At what point did you realize that this is starting to get traction?
KC: For us, coming from the tiny NeXT platform, even going to the larger Mac platform—when that merger happened at the beginning of 1997, Apple was selling about as many Macintoshes every month as NeXT sold of their operating system during the entire lifetime of NeXT. So it was already operating on a very different scale from our point of view.
There was some success there, but the trajectory was going in the wrong direction. When Steve came in and simplified the product line and said, “Let’s build an iMac, let’s build a Power Mac, and just have one thing in each of these four quadrants,” that drastically simplified things. That was when it started to feel like there was a better direction, and certainly when the iMacs started doing well, helping people get online. Then when Mac OS X finally shipped and the NeXT technology really was now the basis of the new Mac platform—that was when it felt like a great turning point.
What was the point where you started to launch the productivity tools that have really put your flag in the ground?
KC: As Mac OS X went into beta, we had our web browser ready, which was well received because at that time, most web browsers did not have great-looking fonts and typography, and that was something we had in OmniWeb. At the same time we were working on OmniGraffle, building our diagramming software. We had already started working on OmniOutliner as well, so we had all three of those products ready by the time Mac OS X shipped.
It still wasn’t enough—not enough of the Mac community was ready to switch over to this completely new operating system for us to fully transition away from consulting right at that moment. But we started the transition at that point. We still wanted to do some more games because we thought that helped the platform, but maybe that wasn’t going to be what we wanted to do forever. Let’s focus on our own stuff and keep building OmniGraffle and OmniOutliner and make them better.
The Productivity Philosophy
What was it about the productivity space that made you passionate about building in it?
KC: Just like I felt it was useful for me to adopt better tools as a developer—that was what made me adopt the NeXT platform—I felt like if we could do something similar for customers who are trying to get work done using their computers, then that would be a good thing for the world. If everyone can just be more productive, I don’t know if it’s an idealistic sort of approach to things, but that’s just what motivates me.
Are we not idealists though? I think there’s value in being idealistic, in having something that you hold up as a higher value. You’ve talked before about craftsmanship as a value. How do you protect that craft ethos in a software and business world that rewards speed and iteration and hype a lot more than polish?
KC: I guess we just tune out that part of the world for the most part. To some extent you can’t, because there’s a lot of money going in those directions and we see advertising for a lot of things that can dominate the conversation. But because our motivation isn’t directly about money—obviously we need money to succeed, so we can’t ignore money in the question altogether, or we wouldn’t be able to keep doing what we’re doing—but it needs to come secondary from our point of view to building great software in the first place.

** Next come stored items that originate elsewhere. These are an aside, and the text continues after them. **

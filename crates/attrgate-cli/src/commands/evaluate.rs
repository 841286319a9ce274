//! Evaluate command: trace the decision for one recorded request.
//!
//! The request is processed exactly as the filter would in a pipeline,
//! with an in-memory state store standing in for the session. On deny the
//! suspended request is loaded back to render the rejection page text.

use std::fs;
use std::path::Path;
use std::sync::Arc;

use anyhow::{Context, Result};
use attrgate_abac::dispatch::TextPreference;
use attrgate_abac::{
    AuthorizeFilter, InMemoryStateStore, Outcome, RejectionPage, RequestContext, RuleMatch,
    SuspendingDispatcher,
};
use attrgate_config::AttrgateConfig;
use serde_json::{Value, json};

use crate::style::colors::SemanticStyle;
use crate::style::{print_failure, print_hint, print_labeled, print_success, print_warn};

pub struct EvaluateArgs<'a> {
    pub policy: &'a Path,
    pub request: &'a Path,
    pub language: Option<&'a str>,
    pub format: &'a str,
}

/// Returns whether the request may continue.
pub fn run(settings: &AttrgateConfig, args: &EvaluateArgs<'_>) -> Result<bool> {
    let policy = super::compile_policy_file(args.policy)?;

    let store = Arc::new(InMemoryStateStore::new());
    let dispatcher = Arc::new(SuspendingDispatcher::new(
        store.clone(),
        &settings.rejection.endpoint,
    ));
    let filter = AuthorizeFilter::new(policy, dispatcher.clone());

    let request = read_request(args.request)?;
    let outcome = filter
        .process(&request)
        .context("Authorization could not be decided")?;

    let page = match &outcome {
        Outcome::Rejected { redirect, .. } => {
            let preference = TextPreference {
                language: args.language.unwrap_or(settings.rejection.default_language.as_str()),
                default_language: &settings.rejection.default_language,
                generic_text: &settings.rejection.generic_text,
            };
            Some(RejectionPage::load(
                store.as_ref(),
                &redirect.state_id,
                dispatcher.stage(),
                &preference,
            )?)
        }
        _ => None,
    };

    if args.format == "json" {
        let report = report(&outcome, page.as_ref());
        println!("{}", serde_json::to_string_pretty(&report)?);
    } else {
        print_outcome(&outcome, page.as_ref());
    }

    Ok(outcome.passes())
}

fn read_request(path: &Path) -> Result<RequestContext> {
    let text = fs::read_to_string(path)
        .with_context(|| format!("Failed to read request from {}", path.display()))?;
    serde_json::from_str(&text)
        .with_context(|| format!("Failed to parse request in {}", path.display()))
}

fn print_outcome(outcome: &Outcome, page: Option<&RejectionPage>) {
    match outcome {
        Outcome::Allowed { subject, decision } => {
            print_success(&format!("Access allowed for {subject}"));
            print_match(decision.matched.as_ref());
        }
        Outcome::OutOfScope(reason) => {
            print_warn(&format!("Not covered by policy: {reason}"));
            print_hint("The request continues untouched");
        }
        Outcome::Rejected {
            subject,
            decision,
            redirect,
        } => {
            print_failure(&format!("Access forbidden for {subject}"));
            print_match(decision.matched.as_ref());
            print_labeled("Redirect", &redirect.endpoint);
            print_labeled("State id", &redirect.state_id);
            if let Some(page) = page {
                print_labeled("Message", &page.text);
                if let Some(logo) = &page.logo {
                    print_labeled("Logo", logo);
                }
            }
        }
    }
}

fn print_match(matched: Option<&RuleMatch>) {
    match matched {
        Some(m) => print_labeled(
            "Matched",
            &format!("{} = {} (pattern {})", m.attribute.code(), m.value, m.pattern),
        ),
        None => print_labeled("Matched", "no rule"),
    }
}

fn report(outcome: &Outcome, page: Option<&RejectionPage>) -> Value {
    match outcome {
        Outcome::Allowed { subject, decision } => json!({
            "outcome": "allowed",
            "subject": subject.to_string(),
            "matched": decision.matched,
        }),
        Outcome::OutOfScope(reason) => json!({
            "outcome": "out_of_scope",
            "reason": reason.to_string(),
        }),
        Outcome::Rejected {
            subject,
            decision,
            redirect,
        } => json!({
            "outcome": "rejected",
            "subject": subject.to_string(),
            "matched": decision.matched,
            "redirect": redirect,
            "page": page,
        }),
    }
}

If we can build great software and make enough money to keep doing it, and if we can help our customers feel more productive and hopefully have them enjoy using our software—not just be more productive, but have it be software that they enjoy sitting down with and using—then we feel like we’re on the right track.
From my perspective, you are definitely on the right track. I still sit down and use the Omni products and feel a sort of lightness that I don’t feel with other tools. I use OmniOutliner for most of my writing, OmniGraffle for social graphics and YouTube thumbnails, OmniFocus daily to manage my business, my writing, and being a parent with a 9-year-old. There is still a lightness and a joy to them that I find unmatched by a lot of the newer tools.
KC: Thank you very much. That’s really nice to hear, and that’s part of what motivates us—hearing things like that.